2022年、今年最後の記事は虫歯について書いていきたいと思います。
 
虫歯は一般的な疾患ですが、予防可能な病気です。最近の疫学的データは世界的な有病率が過去25年間高いままであることを報告しています。
 
虫歯は微生物のバイオフィルムによって誘発される疾患であり、発酵性炭水化物の食事供給によって促進・維持されます。微生物のバイオフィルムが停滞している領域でエナメル質を脱灰して虫歯となります。エナメル質の脱灰が進行すると象牙質に細菌が侵入し加速度的に虫歯は進行して内部で拡がっていきます。

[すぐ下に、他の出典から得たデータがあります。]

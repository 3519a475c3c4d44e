use std::collections::BTreeSet;
use std::str::FromStr;

use chrono::{DateTime, Utc};
use serde::{Deserialize, Serialize};

use crate::matching::error::MatchError;

pub type SectorId = String;

/// Number of scored dimensions. Weight vectors and served-score snapshots are
/// laid out in `Dimension::ALL` order.
pub const DIMENSIONS: usize = 6;

/// Score used when a dimension has no usable signal ("unknown, not disqualifying").
pub const UNKNOWN_SIGNAL: f64 = 0.5;

// ────────────────────────────────────────────────────────────────────────────
// Enumerations
// ────────────────────────────────────────────────────────────────────────────

/// A language a professional can deliver training in.
#[derive(Debug, Clone, Copy, PartialEq, Eq, Hash, PartialOrd, Ord, Serialize, Deserialize)]
#[serde(rename_all = "SCREAMING_SNAKE_CASE")]
pub enum Language {
    English,
    Arabic,
}

/// The delivery language a requirement asks for.
#[derive(Debug, Clone, Copy, PartialEq, Eq, Hash, Serialize, Deserialize)]
#[serde(rename_all = "SCREAMING_SNAKE_CASE")]
pub enum PreferredLanguage {
    English,
    Arabic,
    Bilingual,
}

#[derive(Debug, Clone, Copy, PartialEq, Eq, Hash, PartialOrd, Ord, Serialize, Deserialize)]
#[serde(rename_all = "SCREAMING_SNAKE_CASE")]
pub enum DeliveryFormat {
    Online,
    InPerson,
    Hybrid,
}

#[derive(Debug, Clone, Copy, PartialEq, Eq, Hash, PartialOrd, Ord, Serialize, Deserialize)]
#[serde(rename_all = "lowercase")]
pub enum ExperienceLevel {
    Entry,
    Junior,
    Intermediate,
    Senior,
    Expert,
}

impl ExperienceLevel {
    /// Position on the shared 1..=5 scale used by `experienceMatch`.
    pub fn ordinal(self) -> u8 {
        match self {
            ExperienceLevel::Entry => 1,
            ExperienceLevel::Junior => 2,
            ExperienceLevel::Intermediate => 3,
            ExperienceLevel::Senior => 4,
            ExperienceLevel::Expert => 5,
        }
    }

    /// Maps years of practice onto the level scale.
    ///
    /// | years   | level        |
    /// |---------|--------------|
    /// | < 2     | entry        |
    /// | 2 – 4   | junior       |
    /// | 5 – 7   | intermediate |
    /// | 8 – 11  | senior       |
    /// | ≥ 12    | expert       |
    pub fn from_years(years: f64) -> Self {
        if years < 2.0 {
            ExperienceLevel::Entry
        } else if years < 5.0 {
            ExperienceLevel::Junior
        } else if years < 8.0 {
            ExperienceLevel::Intermediate
        } else if years < 12.0 {
            ExperienceLevel::Senior
        } else {
            ExperienceLevel::Expert
        }
    }
}

/// Upper-cases and converts separators so `in-person`, `In Person` and
/// `IN_PERSON` all parse the same way.
fn normalize_token(raw: &str) -> String {
    raw.trim()
        .chars()
        .map(|c| match c {
            '-' | ' ' => '_',
            other => other.to_ascii_uppercase(),
        })
        .collect()
}

impl FromStr for Language {
    type Err = MatchError;

    fn from_str(s: &str) -> Result<Self, Self::Err> {
        match normalize_token(s).as_str() {
            "ENGLISH" | "EN" => Ok(Language::English),
            "ARABIC" | "AR" => Ok(Language::Arabic),
            _ => Err(MatchError::Validation(format!("unknown language '{s}'"))),
        }
    }
}

impl FromStr for PreferredLanguage {
    type Err = MatchError;

    fn from_str(s: &str) -> Result<Self, Self::Err> {
        match normalize_token(s).as_str() {
            "ENGLISH" | "EN" => Ok(PreferredLanguage::English),
            "ARABIC" | "AR" => Ok(PreferredLanguage::Arabic),
            "BILINGUAL" | "BOTH" => Ok(PreferredLanguage::Bilingual),
            _ => Err(MatchError::Validation(format!(
                "preferred_language must be one of ENGLISH, ARABIC, BILINGUAL (got '{s}')"
            ))),
        }
    }
}

impl FromStr for DeliveryFormat {
    type Err = MatchError;

    fn from_str(s: &str) -> Result<Self, Self::Err> {
        match normalize_token(s).as_str() {
            "ONLINE" => Ok(DeliveryFormat::Online),
            "IN_PERSON" | "INPERSON" | "ONSITE" => Ok(DeliveryFormat::InPerson),
            "HYBRID" => Ok(DeliveryFormat::Hybrid),
            _ => Err(MatchError::Validation(format!(
                "format must be one of ONLINE, IN_PERSON, HYBRID (got '{s}')"
            ))),
        }
    }
}

impl FromStr for ExperienceLevel {
    type Err = MatchError;

    fn from_str(s: &str) -> Result<Self, Self::Err> {
        match normalize_token(s).as_str() {
            "ENTRY" => Ok(ExperienceLevel::Entry),
            "JUNIOR" => Ok(ExperienceLevel::Junior),
            "INTERMEDIATE" | "MID" => Ok(ExperienceLevel::Intermediate),
            "SENIOR" => Ok(ExperienceLevel::Senior),
            "EXPERT" => Ok(ExperienceLevel::Expert),
            _ => Err(MatchError::Validation(format!(
                "experience_level must be one of entry, junior, intermediate, senior, expert (got '{s}')"
            ))),
        }
    }
}

// ────────────────────────────────────────────────────────────────────────────
// Requirement / Candidate
// ────────────────────────────────────────────────────────────────────────────

/// A structured training need. Built per search call and never persisted here.
#[derive(Debug, Clone, PartialEq, Serialize, Deserialize)]
pub struct Requirement {
    pub sector: SectorId,
    pub training_type: String,
    pub preferred_language: PreferredLanguage,
    pub format: DeliveryFormat,
    pub experience_level: ExperienceLevel,
    pub budget_per_hour: Option<f64>,
    pub timeframe: Option<String>,
    pub specific_skills: BTreeSet<String>,
    pub location: Option<String>,
}

/// Read-projection of a professional profile, owned by the external profile store.
#[derive(Debug, Clone, PartialEq, Serialize, Deserialize)]
pub struct Candidate {
    pub id: String,
    pub name: String,
    pub title: String,
    #[serde(default)]
    pub location: Option<String>,
    pub years_experience: f64,
    #[serde(default)]
    pub rate_per_hour: Option<f64>,
    pub rating: f64,
    #[serde(default)]
    pub languages: BTreeSet<Language>,
    #[serde(default)]
    pub formats_supported: BTreeSet<DeliveryFormat>,
    #[serde(default)]
    pub expertise_tags: BTreeSet<String>,
    #[serde(default)]
    pub certifications: Vec<String>,
    #[serde(default)]
    pub sector_affinity: BTreeSet<SectorId>,
}

impl Candidate {
    pub fn is_remote_capable(&self) -> bool {
        self.formats_supported.contains(&DeliveryFormat::Online)
            || self.formats_supported.contains(&DeliveryFormat::Hybrid)
    }
}

// ────────────────────────────────────────────────────────────────────────────
// Scores
// ────────────────────────────────────────────────────────────────────────────

#[derive(Debug, Clone, Copy, PartialEq, Eq, Serialize, Deserialize)]
#[serde(rename_all = "snake_case")]
pub enum Dimension {
    Sector,
    Language,
    Format,
    Experience,
    Location,
    CulturalFit,
}

impl Dimension {
    pub const ALL: [Dimension; DIMENSIONS] = [
        Dimension::Sector,
        Dimension::Language,
        Dimension::Format,
        Dimension::Experience,
        Dimension::Location,
        Dimension::CulturalFit,
    ];
}

/// The six per-dimension scores, each in `[0, 1]`.
#[derive(Debug, Clone, Copy, PartialEq, Serialize, Deserialize)]
pub struct DimensionScores {
    pub sector_match: f64,
    pub language_match: f64,
    pub format_match: f64,
    pub experience_match: f64,
    pub location_match: f64,
    pub cultural_fit: f64,
}

impl DimensionScores {
    pub fn as_array(&self) -> [f64; DIMENSIONS] {
        [
            self.sector_match,
            self.language_match,
            self.format_match,
            self.experience_match,
            self.location_match,
            self.cultural_fit,
        ]
    }

    pub fn from_array(values: [f64; DIMENSIONS]) -> Self {
        Self {
            sector_match: values[0],
            language_match: values[1],
            format_match: values[2],
            experience_match: values[3],
            location_match: values[4],
            cultural_fit: values[5],
        }
    }

    pub fn get(&self, dimension: Dimension) -> f64 {
        match dimension {
            Dimension::Sector => self.sector_match,
            Dimension::Language => self.language_match,
            Dimension::Format => self.format_match,
            Dimension::Experience => self.experience_match,
            Dimension::Location => self.location_match,
            Dimension::CulturalFit => self.cultural_fit,
        }
    }
}

/// Scoring result for one candidate against one requirement. Never mutated.
#[derive(Debug, Clone, PartialEq, Serialize, Deserialize)]
pub struct MatchScore {
    pub candidate_id: String,
    pub overall_score: f64,
    #[serde(flatten)]
    pub dimensions: DimensionScores,
    pub reasons: Vec<String>,
}

#[derive(Debug, Clone, Copy, PartialEq, Eq, Serialize, Deserialize)]
#[serde(rename_all = "snake_case")]
pub enum MatchBand {
    Excellent,
    Good,
    Fair,
    Low,
}

impl MatchBand {
    pub fn from_score(overall: f64) -> Self {
        if overall >= 0.8 {
            MatchBand::Excellent
        } else if overall >= 0.6 {
            MatchBand::Good
        } else if overall >= 0.4 {
            MatchBand::Fair
        } else {
            MatchBand::Low
        }
    }
}

/// One ranked entry: the denormalized candidate profile plus its score.
#[derive(Debug, Clone, PartialEq, Serialize, Deserialize)]
pub struct Recommendation {
    pub candidate: Candidate,
    pub score: MatchScore,
    pub band: MatchBand,
    /// Requirement skills found in the candidate's tags or certifications.
    pub matched_skills: Vec<String>,
    /// `None` when either the budget or the candidate's rate is unknown.
    pub within_budget: Option<bool>,
}

#[derive(Debug, Clone, Serialize, Deserialize)]
pub struct RecommendationSet {
    pub requirement: Requirement,
    pub requirement_signature: String,
    pub total_found: usize,
    pub recommendations: Vec<Recommendation>,
    pub generated_at: DateTime<Utc>,
    /// Set when candidate data was unavailable and the empty result is a fallback.
    pub degraded: bool,
}

impl RecommendationSet {
    pub fn empty(requirement: Requirement, requirement_signature: String, degraded: bool) -> Self {
        Self {
            requirement,
            requirement_signature,
            total_found: 0,
            recommendations: Vec::new(),
            generated_at: Utc::now(),
            degraded,
        }
    }
}

#[cfg(test)]
mod tests {
    use super::*;

    #[test]
    fn test_experience_level_from_years_boundaries() {
        assert_eq!(ExperienceLevel::from_years(0.0), ExperienceLevel::Entry);
        assert_eq!(ExperienceLevel::from_years(1.9), ExperienceLevel::Entry);
        assert_eq!(ExperienceLevel::from_years(2.0), ExperienceLevel::Junior);
        assert_eq!(ExperienceLevel::from_years(5.0), ExperienceLevel::Intermediate);
        assert_eq!(ExperienceLevel::from_years(10.0), ExperienceLevel::Senior);
        assert_eq!(ExperienceLevel::from_years(12.0), ExperienceLevel::Expert);
        assert_eq!(ExperienceLevel::from_years(40.0), ExperienceLevel::Expert);
    }

    #[test]
    fn test_enum_parsing_accepts_common_spellings() {
        assert_eq!("in-person".parse::<DeliveryFormat>().unwrap(), DeliveryFormat::InPerson);
        assert_eq!("IN_PERSON".parse::<DeliveryFormat>().unwrap(), DeliveryFormat::InPerson);
        assert_eq!(" hybrid ".parse::<DeliveryFormat>().unwrap(), DeliveryFormat::Hybrid);
        assert_eq!("Bilingual".parse::<PreferredLanguage>().unwrap(), PreferredLanguage::Bilingual);
        assert_eq!("ar".parse::<Language>().unwrap(), Language::Arabic);
        assert_eq!("Senior".parse::<ExperienceLevel>().unwrap(), ExperienceLevel::Senior);
    }

    #[test]
    fn test_enum_parsing_rejects_unknown_values() {
        assert!(matches!(
            "carrier-pigeon".parse::<DeliveryFormat>(),
            Err(MatchError::Validation(_))
        ));
        assert!("french".parse::<PreferredLanguage>().is_err());
        assert!("guru".parse::<ExperienceLevel>().is_err());
    }

    #[test]
    fn test_match_band_thresholds() {
        assert_eq!(MatchBand::from_score(0.8), MatchBand::Excellent);
        assert_eq!(MatchBand::from_score(0.79), MatchBand::Good);
        assert_eq!(MatchBand::from_score(0.4), MatchBand::Fair);
        assert_eq!(MatchBand::from_score(0.1), MatchBand::Low);
    }

    #[test]
    fn test_match_score_serializes_dimensions_flat() {
        let score = MatchScore {
            candidate_id: "c-1".to_string(),
            overall_score: 0.9,
            dimensions: DimensionScores::from_array([1.0, 1.0, 0.7, 0.75, 1.0, 0.5]),
            reasons: vec![],
        };
        let json = serde_json::to_value(&score).unwrap();
        assert_eq!(json["sector_match"], 1.0);
        assert_eq!(json["format_match"], 0.7);
        assert!(json.get("dimensions").is_none());
    }

    #[test]
    fn test_remote_capable() {
        let mut candidate = Candidate {
            id: "c".into(),
            name: "n".into(),
            title: "t".into(),
            location: None,
            years_experience: 1.0,
            rate_per_hour: None,
            rating: 4.0,
            languages: BTreeSet::new(),
            formats_supported: BTreeSet::from([DeliveryFormat::InPerson]),
            expertise_tags: BTreeSet::new(),
            certifications: vec![],
            sector_affinity: BTreeSet::new(),
        };
        assert!(!candidate.is_remote_capable());
        candidate.formats_supported.insert(DeliveryFormat::Hybrid);
        assert!(candidate.is_remote_capable());
    }
}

健全な状態であれば、エナメル質と象牙質の石灰化した殻が歯髄(歯の神経)を自然に保護しますが、未治療の虫歯は深い病変に進行し、歯髄の炎症反応を誘発し、歯髄の壊死、膿瘍と続き最終的には歯の喪失に至る可能性があります。
実験動物モデルを用いた研究で、歯髄が虫歯によって露出する前から細菌産生産物が象牙質を通って歯髄炎を誘発することが報告されています。
エナメル質の内層の象牙質は多孔質であるため、象牙質に侵入した虫歯があると歯髄炎を誘発するリスクが発生してしまいます。また、象牙質で虫歯は横方向にも拡がっていく為、脆くなったエナメル質が欠損して歯がある日突然欠けたなんて事が起きてしまいます。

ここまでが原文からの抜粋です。